__TASK TO COMPLETE__. With no additions or omissions, print the listing that follows.

DATA RECORDS START

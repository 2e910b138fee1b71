use crate::core::event::InputEvent;
use crate::kernel::Action;

/// Everything the main loop reacts to arrives as one of these, on one queue.
pub enum AppMessage {
    Input(InputEvent),
    /// The terminal session has new output to draw.
    TerminalOutput,
    /// Result of an async effect or a fired timer, ready for the store.
    Action(Action),
    /// SIGINT/SIGTERM: leave the UI with this exit code.
    Terminate { exit_code: i32 },
}

impl From<Action> for AppMessage {
    fn from(action: Action) -> Self {
        AppMessage::Action(action)
    }
}
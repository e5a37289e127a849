//! `spacecat`: a Gemini server with Titan upload support.
//!
//! Applications build a [`Router`] of handler chains, then hand it to a
//! [`GeminiServer`] together with a TLS identity:
//!
//! ```no_run
//! use spacecat::{handler, GeminiServer, Response, Router};
//! use tokio_util::sync::CancellationToken;
//!
//! # async fn run() -> anyhow::Result<()> {
//! let mut router = Router::new();
//! router.get("/", handler(|_req| Box::pin(async { Ok(Some(Response::send("# Hi"))) })))?;
//!
//! let tls = spacecat::server::tls::load_server_config("cert.pem".as_ref(), "key.pem".as_ref())?;
//! GeminiServer::new(tls, router)
//!     .listen(1965, CancellationToken::new())
//!     .await
//! # }
//! ```

pub mod capsule;
pub mod config;
pub mod server;
pub mod telemetry;

pub use protocol::{Protocol, Status};
pub use server::{
    handler, Affinity, GeminiServer, Handler, HandlerResult, Limits, Request, Response, Router,
};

DATA RECORDS END

__EXPECTED ANSWER__.
repository 2e910b138fee1b71
use crate::core::event::InputEvent;
use crate::kernel::Action;

/// Everything the main loop reacts to arrives as one of these, on one queue.
pub enum AppMessage {
    Input(InputEvent),
    /// The terminal session has new output to draw.
    TerminalOutput,
    /// Result of an async effect or a fired timer, ready for the store.
    Action(Action),
    /// SIGINT/SIGTERM: leave the UI with this exit code.
    Terminate { exit_code: i32 },
}

impl From<Action> for AppMessage {
    fn from(action: Action) -> Self {
        AppMessage::Action(action)
    }
}
repository e5a37289e127a849
//! `spacecat`: a Gemini server with Titan upload support.
//!
//! Applications build a [`Router`] of handler chains, then hand it to a
//! [`GeminiServer`] together with a TLS identity:
//!
//! ```no_run
//! use spacecat::{handler, GeminiServer, Response, Router};
//! use tokio_util::sync::CancellationToken;
//!
//! # async fn run() -> anyhow::Result<()> {
//! let mut router = Router::new();
//! router.get("/", handler(|_req| Box::pin(async { Ok(Some(Response::send("# Hi"))) })))?;
//!
//! let tls = spacecat::server::tls::load_server_config("cert.pem".as_ref(), "key.pem".as_ref())?;
//! GeminiServer::new(tls, router)
//!     .listen(1965, CancellationToken::new())
//!     .await
//! # }
//! ```

pub mod capsule;
pub mod config;
pub mod server;
pub mod telemetry;

pub use protocol::{Protocol, Status};
pub use server::{
    handler, Affinity, GeminiServer, Handler, HandlerResult, Limits, Request, Response, Router,
};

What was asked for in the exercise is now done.